Die kommunale Initiative „Lebenswerte Städte durch angemessene Geschwindigkeiten“ hat in Deutschland bereits 100 Unterstützer. Auch elf Städte aus Niedersachsen haben die gemeinsame Erklärung unterschrieben, nach der Tempo 30 zukünftig auch auf Hauptverkehrsstraßen möglich sein soll. Und zwar ohne Einschränkungen überall dort, wo es die Kommunen selbst für nötig halten. Doch im niedersächsischen Verkehrsministerium werden die Bemühungen in diese Richtung hart ausgebremst. Das Landesmodellprojekt „Tempo 30 auf Hauptverkehrsstraßen“, das 2016 noch mit einer rot-grünen Landtagsmehrheit beschlossen wurde, kommt einfach nicht voran. Laut Wirtschaftsministerium steckt die Vorher-Nachher-Untersuchung im Bürokratiestau fest.

Das Interesse an dem Modellprojekt war groß. Insgesamt 43 Städte und Gemeinden aus Niedersachsen hatten sich laut Verkehrsministerium für die Teilnahme beworben, unter denen am Ende sechs Kommunen von einem Runden Tisch ausgewählt wurden: Osnabrück, Göttingen, Garbsen, Seevetal, Edewecht und Friedland.

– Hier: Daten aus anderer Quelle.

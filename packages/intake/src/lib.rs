#![cfg_attr(feature = "fail-on-warnings", deny(warnings))]
#![warn(clippy::all, clippy::pedantic, clippy::nursery, clippy::cargo)]
#![allow(clippy::multiple_crate_versions, clippy::cargo_common_metadata)]

//! Road damage report intake.
//!
//! Takes what a reporter typed into the submission form, checks it, converts
//! the measurements to meters, resolves the location to an address, stores
//! the photo on disk and writes the report row.

pub mod validation;

use std::path::{Path, PathBuf};

use ecoroad_database::DbError;
use ecoroad_geocoder::{GeocodeError, ResolvedAddress, ReverseGeocoder};
use ecoroad_report_models::{
    ContactInfo, Coordinates, Dimensions, LengthUnit, NewReport, ReportAddress, ReportStatus,
};
use switchy_database::Database;
use thiserror::Error;

pub use validation::{is_valid_email, is_valid_phone};

/// Raw submission form input.
#[derive(Debug, Clone, Default, PartialEq)]
pub struct IntakeForm {
    /// Reporter email.
    pub email: String,
    /// Reporter phone number.
    pub phone: String,
    /// Uploaded photo bytes.
    pub photo: Option<Vec<u8>>,
    /// Location the browser reported.
    pub location: Option<Coordinates>,
    /// Unit `breadth`, `length` and `depth` were measured in.
    pub unit: LengthUnit,
    /// Breadth in `unit`.
    pub breadth: f64,
    /// Length in `unit`.
    pub length: f64,
    /// Depth in `unit`.
    pub depth: f64,
}

/// One problem with a submitted form.
#[derive(Debug, Clone, PartialEq, Eq, Error)]
pub enum IntakeIssue {
    /// The email field was left blank.
    #[error("Email is required")]
    MissingEmail,
    /// The email does not look like `local@domain.tld`.
    #[error("Invalid email address")]
    InvalidEmail,
    /// The phone field was left blank.
    #[error("Phone number is required")]
    MissingPhone,
    /// The phone is not a ten digit Indian mobile number.
    #[error("Invalid phone number")]
    InvalidPhone,
    /// No photo, or an empty one, was uploaded.
    #[error("A photo of the damage is required")]
    MissingPhoto,
    /// The browser did not share a location.
    #[error("Location is required")]
    MissingLocation,
    /// A measurement is negative or not a number.
    #[error("Invalid {field} measurement")]
    InvalidMeasurement {
        /// `breadth`, `length` or `depth`.
        field: &'static str,
    },
}

/// A form that passed every check, with measurements in meters.
#[derive(Debug, Clone, PartialEq)]
pub struct ValidatedForm {
    /// Checked email and phone.
    pub contact: ContactInfo,
    /// Non-empty photo bytes.
    pub photo: Vec<u8>,
    /// Where the damage is.
    pub coordinates: Coordinates,
    /// Measurements converted to meters.
    pub dimensions: Dimensions,
}

/// Outcome of a successful submission.
#[derive(Debug, Clone, PartialEq)]
pub struct SubmittedReport {
    /// Identifier storage assigned.
    pub id: i64,
    /// Address the location resolved to.
    pub address: ResolvedAddress,
    /// Where the photo was written.
    pub image_path: PathBuf,
    /// Stored measurements, in meters.
    pub dimensions: Dimensions,
}

/// Errors from [`submit`].
#[derive(Debug, Error)]
pub enum IntakeError {
    /// The form failed one or more checks.
    #[error("Invalid submission: {}", join_issues(.0))]
    Invalid(Vec<IntakeIssue>),
    /// The location could not be resolved to an address.
    #[error(transparent)]
    Geocode(#[from] GeocodeError),
    /// The report row could not be written.
    #[error(transparent)]
    Database(#[from] DbError),
    /// The photo could not be written to disk.
    #[error("Failed to store image: {0}")]
    Io(#[from] std::io::Error),
}

fn join_issues(issues: &[IntakeIssue]) -> String {
    issues
        .iter()
        .map(ToString::to_string)
        .collect::<Vec<_>>()
        .join("; ")
}

fn check_measurement(field: &'static str, value: f64, issues: &mut Vec<IntakeIssue>) {
    if !value.is_finite() || value < 0.0 {
        issues.push(IntakeIssue::InvalidMeasurement { field });
    }
}

/// Checks `form`, returning every problem found rather than stopping at the
/// first one.
///
/// # Errors
///
/// Returns the full list of [`IntakeIssue`]s if any check fails.
pub fn validate(form: IntakeForm) -> Result<ValidatedForm, Vec<IntakeIssue>> {
    let mut issues = Vec::new();

    if form.email.is_empty() {
        issues.push(IntakeIssue::MissingEmail);
    } else if !is_valid_email(&form.email) {
        issues.push(IntakeIssue::InvalidEmail);
    }

    if form.phone.is_empty() {
        issues.push(IntakeIssue::MissingPhone);
    } else if !is_valid_phone(&form.phone) {
        issues.push(IntakeIssue::InvalidPhone);
    }

    let photo = form.photo.filter(|bytes| !bytes.is_empty());
    if photo.is_none() {
        issues.push(IntakeIssue::MissingPhoto);
    }

    if form.location.is_none() {
        issues.push(IntakeIssue::MissingLocation);
    }

    check_measurement("breadth", form.breadth, &mut issues);
    check_measurement("length", form.length, &mut issues);
    check_measurement("depth", form.depth, &mut issues);

    match (photo, form.location) {
        (Some(photo), Some(coordinates)) if issues.is_empty() => Ok(ValidatedForm {
            contact: ContactInfo {
                email: form.email,
                phone: form.phone,
            },
            photo,
            coordinates,
            dimensions: Dimensions::from_unit(form.unit, form.breadth, form.length, form.depth),
        }),
        _ => Err(issues),
    }
}

fn report_address(address: &ResolvedAddress) -> ReportAddress {
    ReportAddress {
        display_name: Some(address.display_name.clone()),
        postcode: address.postcode.clone(),
        city: Some(address.locality.clone()),
        state: address.region.clone(),
        country: address.country.clone(),
    }
}

/// Validates and stores one report.
///
/// The location is reverse-geocoded, the photo is written to `images_dir`
/// and the row is inserted with status [`ReportStatus::Submitted`].
///
/// # Errors
///
/// * [`IntakeError::Invalid`] if the form fails validation. Nothing is
///   written in that case.
/// * [`IntakeError::Geocode`] if the address lookup fails.
/// * [`IntakeError::Io`] if the photo cannot be written.
/// * [`IntakeError::Database`] if the insert fails. The photo written for
///   this submission is removed again.
pub async fn submit(
    db: &dyn Database,
    geocoder: &dyn ReverseGeocoder,
    images_dir: &Path,
    form: IntakeForm,
) -> Result<SubmittedReport, IntakeError> {
    let form = validate(form).map_err(IntakeError::Invalid)?;
    let Coordinates {
        latitude,
        longitude,
    } = form.coordinates;

    let address = geocoder.reverse_geocode(latitude, longitude).await?;
    log::debug!("Resolved ({latitude}, {longitude}) to {}", address.display_name);

    let image_path = ecoroad_database::images::write_image(images_dir, form.coordinates, &form.photo)?;

    let report = NewReport {
        contact: form.contact,
        address: report_address(&address),
        coordinates: form.coordinates,
        image_name: image_path.display().to_string(),
        image: form.photo,
        dimensions: form.dimensions,
        status: ReportStatus::Submitted,
    };
    let id = match ecoroad_database::queries::insert_report(db, &report).await {
        Ok(id) => id,
        Err(e) => {
            if let Err(remove) = std::fs::remove_file(&image_path) {
                log::warn!(
                    "Failed to remove orphaned image {}: {remove}",
                    image_path.display()
                );
            }
            return Err(e.into());
        }
    };

    log::info!("Report {id} submitted at ({latitude}, {longitude})");

    Ok(SubmittedReport {
        id,
        address,
        image_path,
        dimensions: report.dimensions,
    })
}

/// Resolves `coordinates` for the location preview shown before
/// submission.
///
/// Returns `None` when no coordinates are available or the lookup fails.
pub async fn lookup_location(
    geocoder: &dyn ReverseGeocoder,
    coordinates: Option<Coordinates>,
) -> Option<ResolvedAddress> {
    let Coordinates {
        latitude,
        longitude,
    } = coordinates?;

    match geocoder.reverse_geocode(latitude, longitude).await {
        Ok(address) => Some(address),
        Err(e) => {
            log::warn!("Location lookup failed for ({latitude}, {longitude}): {e}");
            None
        }
    }
}

#[cfg(test)]
mod tests {
    use async_trait::async_trait;
    use ecoroad_database::queries::fetch_reports;

    use super::*;

    struct FixedGeocoder;

    #[async_trait]
    impl ReverseGeocoder for FixedGeocoder {
        async fn reverse_geocode(
            &self,
            latitude: f64,
            longitude: f64,
        ) -> Result<ResolvedAddress, GeocodeError> {
            Ok(ResolvedAddress {
                display_name: "MG Road, Bengaluru, Karnataka, 560001, India".to_string(),
                latitude,
                longitude,
                postcode: Some("560001".to_string()),
                locality: "Bengaluru".to_string(),
                region: Some("Karnataka".to_string()),
                country: Some("India".to_string()),
            })
        }
    }

    struct FailingGeocoder;

    #[async_trait]
    impl ReverseGeocoder for FailingGeocoder {
        async fn reverse_geocode(
            &self,
            _latitude: f64,
            _longitude: f64,
        ) -> Result<ResolvedAddress, GeocodeError> {
            Err(GeocodeError::RateLimited)
        }
    }

    fn valid_form() -> IntakeForm {
        IntakeForm {
            email: "user@example.com".to_string(),
            phone: "9876543210".to_string(),
            photo: Some(vec![0xFF, 0xD8, 0xFF, 0xD9]),
            location: Some(Coordinates {
                latitude: 12.9716,
                longitude: 77.5946,
            }),
            unit: LengthUnit::Feet,
            breadth: 3.0,
            length: 2.0,
            depth: 0.5,
        }
    }

    fn temp_dir() -> PathBuf {
        std::env::temp_dir().join(format!("ecoroad_intake_test_{}", uuid::Uuid::new_v4()))
    }

    #[test]
    fn valid_form_converts_measurements_to_meters() {
        let form = validate(valid_form()).unwrap();
        assert_eq!(form.dimensions.breadth, 0.914);
        assert_eq!(form.dimensions.length, 0.61);
        assert_eq!(form.dimensions.depth, 0.152);
        assert_eq!(form.contact.email, "user@example.com");
    }

    #[test]
    fn centimeters_and_meters_convert() {
        let cm = validate(IntakeForm {
            unit: LengthUnit::Centimeters,
            breadth: 120.0,
            ..valid_form()
        })
        .unwrap();
        assert_eq!(cm.dimensions.breadth, 1.2);

        let m = validate(IntakeForm {
            unit: LengthUnit::Meters,
            breadth: 1.23456,
            ..valid_form()
        })
        .unwrap();
        assert_eq!(m.dimensions.breadth, 1.235);
    }

    #[test]
    fn collects_every_issue() {
        let issues = validate(IntakeForm {
            email: "user@@example".to_string(),
            phone: "1234567890".to_string(),
            photo: None,
            location: None,
            ..valid_form()
        })
        .unwrap_err();

        assert_eq!(
            issues,
            vec![
                IntakeIssue::InvalidEmail,
                IntakeIssue::InvalidPhone,
                IntakeIssue::MissingPhoto,
                IntakeIssue::MissingLocation,
            ]
        );
    }

    #[test]
    fn empty_fields_are_missing_not_invalid() {
        let issues = validate(IntakeForm {
            email: String::new(),
            phone: String::new(),
            photo: Some(Vec::new()),
            ..valid_form()
        })
        .unwrap_err();

        assert_eq!(
            issues,
            vec![
                IntakeIssue::MissingEmail,
                IntakeIssue::MissingPhone,
                IntakeIssue::MissingPhoto,
            ]
        );
    }

    #[test]
    fn rejects_negative_and_nan_measurements() {
        let issues = validate(IntakeForm {
            breadth: -1.0,
            depth: f64::NAN,
            ..valid_form()
        })
        .unwrap_err();

        assert_eq!(
            issues,
            vec![
                IntakeIssue::InvalidMeasurement { field: "breadth" },
                IntakeIssue::InvalidMeasurement { field: "depth" },
            ]
        );
    }

    #[tokio::test]
    async fn submit_stores_report_and_image() {
        let dir = temp_dir();
        let db = ecoroad_database::open_db(&dir.join("reports.db")).await.unwrap();
        let images = dir.join("images");

        let submitted = submit(db.as_ref(), &FixedGeocoder, &images, valid_form())
            .await
            .unwrap();

        assert_eq!(
            submitted.image_path,
            images.join("12.9716-77.5946.jpg")
        );
        assert_eq!(
            std::fs::read(&submitted.image_path).unwrap(),
            vec![0xFF, 0xD8, 0xFF, 0xD9]
        );

        let reports = fetch_reports(db.as_ref()).await.unwrap();
        assert_eq!(reports.len(), 1);
        let stored = &reports[0];
        assert_eq!(stored.id, submitted.id);
        assert_eq!(stored.status, ReportStatus::Submitted);
        assert_eq!(stored.address.city.as_deref(), Some("Bengaluru"));
        assert_eq!(stored.address.postcode.as_deref(), Some("560001"));
        assert_eq!(stored.dimensions, submitted.dimensions);

        let _ = std::fs::remove_dir_all(&dir);
    }

    #[tokio::test]
    async fn invalid_submission_writes_nothing() {
        let dir = temp_dir();
        let db = ecoroad_database::open_db(&dir.join("reports.db")).await.unwrap();
        let images = dir.join("images");

        let result = submit(
            db.as_ref(),
            &FixedGeocoder,
            &images,
            IntakeForm {
                email: "not-an-email".to_string(),
                ..valid_form()
            },
        )
        .await;

        assert!(matches!(
            result,
            Err(IntakeError::Invalid(ref issues)) if issues == &[IntakeIssue::InvalidEmail]
        ));
        assert!(fetch_reports(db.as_ref()).await.unwrap().is_empty());
        assert!(!images.exists());

        let _ = std::fs::remove_dir_all(&dir);
    }

    #[tokio::test]
    async fn geocode_failure_aborts_submission() {
        let dir = temp_dir();
        let db = ecoroad_database::open_db(&dir.join("reports.db")).await.unwrap();

        let result = submit(db.as_ref(), &FailingGeocoder, &dir.join("images"), valid_form()).await;

        assert!(matches!(result, Err(IntakeError::Geocode(GeocodeError::RateLimited))));
        assert!(fetch_reports(db.as_ref()).await.unwrap().is_empty());

        let _ = std::fs::remove_dir_all(&dir);
    }

    #[tokio::test]
    async fn failed_insert_removes_the_photo() {
        let dir = temp_dir();
        let db = ecoroad_database::open_db(&dir.join("reports.db")).await.unwrap();
        db.exec_raw("DROP TABLE user_data").await.unwrap();
        let images = dir.join("images");

        let result = submit(db.as_ref(), &FixedGeocoder, &images, valid_form()).await;

        assert!(matches!(result, Err(IntakeError::Database(_))));
        assert!(!images.join("12.9716-77.5946.jpg").exists());

        let _ = std::fs::remove_dir_all(&dir);
    }

    #[tokio::test]
    async fn lookup_location_swallows_failures() {
        let coordinates = Some(Coordinates {
            latitude: 12.9716,
            longitude: 77.5946,
        });

        let found = lookup_location(&FixedGeocoder, coordinates).await.unwrap();
        assert_eq!(found.locality, "Bengaluru");

        assert!(lookup_location(&FailingGeocoder, coordinates).await.is_none());
        assert!(lookup_location(&FixedGeocoder, None).await.is_none());
    }
}
#![cfg_attr(feature = "fail-on-warnings", deny(warnings))]
#![warn(clippy::all, clippy::pedantic, clippy::nursery, clippy::cargo)]
#![allow(clippy::multiple_crate_versions, clippy::cargo_common_metadata)]

//! `EcoRoad` server and toolbox.
//!
//! ```text
//! ecoroad_server serve [--bind-addr 0.0.0.0] [--port 8080]
//! ecoroad_server simulate [--grid-size 100] [--num-potholes 5] [--seed 50]
//! ecoroad_server reports
//! ```
//!
//! Running with no subcommand enters interactive mode.

use clap::{Parser, Subcommand};
use ecoroad_database::{paths, queries};
use ecoroad_server::ServerConfig;
use ecoroad_simulation::{SimulationConfig, SimulationParams};

#[derive(Parser)]
#[command(name = "ecoroad_server", about = "EcoRoad road damage dashboard")]
struct Cli {
    #[command(subcommand)]
    command: Option<Commands>,
}

#[derive(Subcommand)]
enum Commands {
    /// Start the HTTP server
    Serve {
        /// Address to bind (overrides `BIND_ADDR`)
        #[arg(long)]
        bind_addr: Option<String>,
        /// Port to listen on (overrides `PORT`)
        #[arg(long)]
        port: Option<u16>,
    },
    /// Run one pothole simulation and print the summary
    Simulate {
        /// Samples per axis
        #[arg(long, default_value = "100")]
        grid_size: usize,
        /// Number of depressions
        #[arg(long, default_value = "5")]
        num_potholes: usize,
        /// Selling price per cubic meter, in thousands
        #[arg(long, default_value = "40")]
        selling_rate: f64,
        /// Manufacturing price per cubic meter, in thousands
        #[arg(long, default_value = "27")]
        manufacturing_rate: f64,
        /// Fix the random draws
        #[arg(long)]
        seed: Option<u64>,
    },
    /// List stored reports
    Reports,
}

#[actix_web::main]
async fn main() -> Result<(), Box<dyn std::error::Error>> {
    pretty_env_logger::init_custom_env("RUST_LOG");
    let cli = Cli::parse();

    let Some(command) = cli.command else {
        ecoroad_server::interactive::run().await?;
        return Ok(());
    };

    match command {
        Commands::Serve { bind_addr, port } => {
            let mut config = ServerConfig::from_env();
            if let Some(bind_addr) = bind_addr {
                config.bind_addr = bind_addr;
            }
            if let Some(port) = port {
                config.port = port;
            }
            ecoroad_server::run_server(config).await?;
        }
        Commands::Simulate {
            grid_size,
            num_potholes,
            selling_rate,
            manufacturing_rate,
            seed,
        } => {
            let params = SimulationParams {
                grid_size,
                num_potholes,
                selling_rate,
                manufacturing_rate,
            };
            let config = match seed {
                Some(seed) => SimulationConfig::from_env().with_seed(seed),
                None => SimulationConfig::from_env(),
            };
            let result = ecoroad_simulation::simulate(&params, &config)?;

            println!(
                "Bounding box:        {:.2} cm x {:.2} cm",
                result.bounding_length, result.bounding_width
            );
            println!("Maximum depth:       {:.2} cm", result.max_depth);
            println!("Original volume:     {:.2} cm3", result.original_volume);
            println!("Scaled volume:       {:.2} cm3", result.scaled_volume);
            println!("Cuboid volume:       {:.2} cm3", result.cuboid.volume());
            if let Some(waste) = result.waste_percent {
                println!("Cuboid waste:        {waste:.2} %");
            }
            println!("Selling price:       {:.2}", result.costs.selling_price);
            println!("Manufacturing price: {:.2}", result.costs.manufacturing_price);
            println!("Profit:              {:.2}", result.costs.profit);
            println!("Margin:              {:.2} %", result.costs.margin_percent);
        }
        Commands::Reports => {
            let db = ecoroad_database::open_db(&paths::db_path_from_env()).await?;
            let reports = queries::fetch_reports(db.as_ref()).await?;

            if reports.is_empty() {
                println!("No reports found.");
                return Ok(());
            }

            println!(
                "{:<6} {:<30} {:<14} {:<22} {:<20} SIZE (m)",
                "ID", "EMAIL", "PHONE", "LOCATION", "CITY"
            );
            println!("{}", "-".repeat(110));

            for report in &reports {
                let location = format!(
                    "{:.5},{:.5}",
                    report.coordinates.latitude, report.coordinates.longitude
                );
                let d = report.dimensions;
                println!(
                    "{:<6} {:<30} {:<14} {:<22} {:<20} {} x {} x {}",
                    report.id,
                    report.contact.email,
                    report.contact.phone,
                    location,
                    report.address.city.as_deref().unwrap_or("-"),
                    d.breadth,
                    d.length,
                    d.depth
                );
            }

            println!("\n{} report(s)", reports.len());
        }
    }

    Ok(())
}
//! Paving block cost estimate for a pothole's bounding cuboid.
//!
//! Rates are in thousands of currency per cubic meter, as entered on the
//! simulator sliders.

use ecoroad_report_models::round_to;
use serde::{Deserialize, Serialize};

use crate::SimulationError;

const CM_PER_M: f64 = 100.0;
const RATE_SCALE: f64 = 1000.0;

/// The box enclosing a pothole, in centimeters.
///
/// Used as the amount of material to cast; it over-estimates the true
/// excavated volume.
#[derive(Debug, Clone, Copy, PartialEq, Serialize, Deserialize)]
pub struct Cuboid {
    /// Depth.
    pub depth: f64,
    /// Width ("height" on the plan view).
    pub width: f64,
    /// Length.
    pub length: f64,
}

impl Cuboid {
    /// Volume in cubic centimeters.
    #[must_use]
    pub fn volume(&self) -> f64 {
        self.depth * self.width * self.length
    }

    /// Returns this cuboid with every side multiplied by `factor`.
    #[must_use]
    pub fn scaled(&self, factor: f64) -> Self {
        Self {
            depth: self.depth * factor,
            width: self.width * factor,
            length: self.length * factor,
        }
    }

    /// Volume in cubic meters.
    #[must_use]
    pub fn volume_m3(&self) -> f64 {
        (self.depth / CM_PER_M) * (self.width / CM_PER_M) * (self.length / CM_PER_M)
    }
}

/// Prices for filling one cuboid with paving blocks.
#[derive(Debug, Clone, Copy, PartialEq, Serialize, Deserialize)]
pub struct CostEstimate {
    /// Total selling price.
    pub selling_price: f64,
    /// Total manufacturing price.
    pub manufacturing_price: f64,
    /// `selling_price - manufacturing_price`.
    pub profit: f64,
    /// Profit as a percentage of the selling price.
    pub margin_percent: f64,
}

/// Prices `cuboid` at the given per-cubic-meter rates.
///
/// Each total is rounded to two decimals before profit and margin are
/// derived from it.
///
/// # Errors
///
/// Returns [`SimulationError::InvalidRate`] if either rate is not a
/// positive finite number.
pub fn estimate_costs(
    cuboid: &Cuboid,
    selling_rate: f64,
    manufacturing_rate: f64,
) -> Result<CostEstimate, SimulationError> {
    check_rate("selling", selling_rate)?;
    check_rate("manufacturing", manufacturing_rate)?;

    let volume = cuboid.volume_m3();
    let selling_price = round_to(volume * selling_rate * RATE_SCALE, 2);
    let manufacturing_price = round_to(volume * manufacturing_rate * RATE_SCALE, 2);
    let profit = round_to(selling_price - manufacturing_price, 2);

    let margin_percent = if selling_price.abs() < f64::EPSILON {
        0.0
    } else {
        round_to(profit / selling_price * 100.0, 2)
    };

    Ok(CostEstimate {
        selling_price,
        manufacturing_price,
        profit,
        margin_percent,
    })
}

fn check_rate(name: &'static str, value: f64) -> Result<(), SimulationError> {
    if value.is_finite() && value > 0.0 {
        Ok(())
    } else {
        Err(SimulationError::InvalidRate { name, value })
    }
}
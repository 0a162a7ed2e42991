//! On-disk photo store.
//!
//! Photos are named after the report's coordinates, so two reports at the
//! exact same position share a file and the later one overwrites it.

use std::path::{Path, PathBuf};

use ecoroad_report_models::Coordinates;

/// File extension every stored photo gets.
pub const IMAGE_EXTENSION: &str = "jpg";

/// Returns the file name for a photo taken at `coordinates`.
#[must_use]
pub fn image_file_name(coordinates: Coordinates) -> String {
    format!(
        "{}-{}.{IMAGE_EXTENSION}",
        coordinates.latitude, coordinates.longitude
    )
}

/// Writes `bytes` to `dir`, creating the directory if needed, and returns
/// the written path.
///
/// # Errors
///
/// Returns an I/O error if the directory or file cannot be written.
pub fn write_image(dir: &Path, coordinates: Coordinates, bytes: &[u8]) -> std::io::Result<PathBuf> {
    crate::paths::ensure_dir(dir)?;
    let path = dir.join(image_file_name(coordinates));
    std::fs::write(&path, bytes)?;
    log::debug!("Wrote {} byte image to {}", bytes.len(), path.display());
    Ok(path)
}
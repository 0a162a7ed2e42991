//! Locality selection from a Nominatim `address` object.
//!
//! Nominatim names the locality field after the kind of place it is
//! (`city`, `town`, `village`, `county`, ...). The first key present in
//! [`LOCALITY_KEYS`] wins.

use serde_json::Value;

/// Candidate locality keys, most specific first.
pub const LOCALITY_KEYS: &[&str] = &[
    "city",
    "town",
    "village",
    "municipality",
    "suburb",
    "hamlet",
    "city_district",
    "county",
    "state_district",
];

/// Returned when no candidate key holds a value.
pub const UNKNOWN_LOCALITY: &str = "Unknown";

/// Picks the locality from a Nominatim `address` object.
///
/// Empty strings are skipped. Returns [`UNKNOWN_LOCALITY`] when nothing
/// matches or `address` is not an object.
#[must_use]
pub fn resolve_locality(address: &Value) -> String {
    LOCALITY_KEYS
        .iter()
        .find_map(|key| {
            address
                .get(*key)
                .and_then(Value::as_str)
                .map(str::trim)
                .filter(|v| !v.is_empty())
        })
        .unwrap_or(UNKNOWN_LOCALITY)
        .to_string()
}

#[cfg(test)]
mod tests {
    use super::*;

    #[test]
    fn prefers_city_over_county() {
        let address = serde_json::json!({
            "road": "MG Road",
            "county": "Bangalore North",
            "city": "Bengaluru",
            "state": "Karnataka",
        });
        assert_eq!(resolve_locality(&address), "Bengaluru");
    }

    #[test]
    fn falls_back_through_priority_order() {
        let address = serde_json::json!({
            "village": "Hosur",
            "county": "Krishnagiri",
        });
        assert_eq!(resolve_locality(&address), "Hosur");

        let address = serde_json::json!({
            "state_district": "Pune District",
            "county": "Haveli",
        });
        assert_eq!(resolve_locality(&address), "Haveli");
    }

    #[test]
    fn ignores_key_order() {
        let a = serde_json::json!({ "town": "Udupi", "suburb": "Manipal" });
        let b = serde_json::json!({ "suburb": "Manipal", "town": "Udupi" });
        assert_eq!(resolve_locality(&a), resolve_locality(&b));
    }

    #[test]
    fn unknown_when_nothing_matches() {
        let address = serde_json::json!({ "road": "NH 44", "city": "  " });
        assert_eq!(resolve_locality(&address), UNKNOWN_LOCALITY);
        assert_eq!(resolve_locality(&Value::Null), UNKNOWN_LOCALITY);
    }
}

Das Ziel der Untersuchung: Wie wirkt sich Tempo 30 auf innerörtlichen Hauptverkehrsstraßen aus? Wie verändern sich der Ausstoß von CO2 und Schadstoffen? Wie verändert sich der Verkehrsfluss durch die niedrigere Höchstgeschwindigkeit? Und welche Auswirkungen hat das auf den Fuß-, Rad- und öffentlichen Personennahverkehr? Kommt es vielleicht sogar zu Verlagerungseffekten?
„Der Zwischenbericht liegt derzeit lediglich als Entwurf im Wirtschaftsministerium vor und wird mit der Gutachterin abgestimmt. Daher können daraus noch keine Ergebnisse bekannt gegeben werden.“
Der Ist-Zustand bei Tempo 50 sollte eigentlich schon im ersten Quartal 2020 untersucht werden. „Vor dem Hintergrund, dass es sich bei diesem Projekt um einen Vorher-Nachher-Vergleich handelt, wäre die Erhebung von Daten nicht repräsentativ gewesen“, begründet das Ministerium den verspäteten Projektstart auf Anfrage von Detlev Schulz-Hendel, dem verkehrspolitischen Sprecher der Grünen-Landtagsfraktion. Verständlicherweise wurde die sechs Monate andauernde Datenerhebung erst Ende Mai bis Anfang Juli gestartet. „Die letzten Messungen im Rahmen der Ist-Stands-Erhebung wurden durch die Gutachterin im Februar 2021 beendet“, berichtet das Verkehrsministerium. Und im September habe dann die „sehr umfangreiche“ Datenauswertung durch das Gutachterbüro IVU Umwelt GmbH aus Freiburg vorgelegen. „Der Zwischenbericht liegt derzeit lediglich als Entwurf im Wirtschaftsministerium vor und wird mit der Gutachterin abgestimmt. Daher können daraus noch keine Ergebnisse bekannt gegeben werden“, hieß es nun Ende März: „Es ist jedoch beabsichtigt, den Zwischenbericht dem Runden Tisch zur Verfügung zu stellen, sobald er finalisiert wurde.“ An diesem Runden Tisch sitzen neben den Ministerien für Verkehr, Umwelt und Inneres auch Vertreter von kommunalen Spitzenverbänden, Polizei, Landesverkehrswacht, Landesverkehrsbehörde, diverse Verkehrsclubs und Fahrradverbände sowie das Gewerbeaufsichtsamt Hildesheim. Zum weiteren Vorgehen sagt das Verkehrsministerium: „Die Erprobungsphase beginnt nach Abschluss der Ist-Stands-Erhebung voraussichtlich im zweiten Quartal dieses Jahres.“

Die Kommunen sind darüber offenbar noch nicht informiert worden. „Wir hängen in der Luft. Wir haben seit November 2021 nichts mehr gehört und warten auf den Start. Die Schilder stehen bei uns schon seit 2020, die sind im Moment verhüllt“, sagt Seevetals Bürgermeisterin Emily Weede (CDU) aus dem Heimatwahlkreis von Verkehrsminister Bernd Althusmann. Die 43.000-Einwohner-Gemeinde südlich von Hamburg hat die Glüsinger Straße für das Projekt angemeldet, die die Ortskerne von Glüsingen und Meckelfeld verbindet. „Das ist eine klassische Durchgangsstraße, auf der Tempo 30 normalerweise nicht möglich ist. Deswegen waren wir auch froh, dass wir an dem Modellprojekt teilnehmen dürfen“, sagt Weede.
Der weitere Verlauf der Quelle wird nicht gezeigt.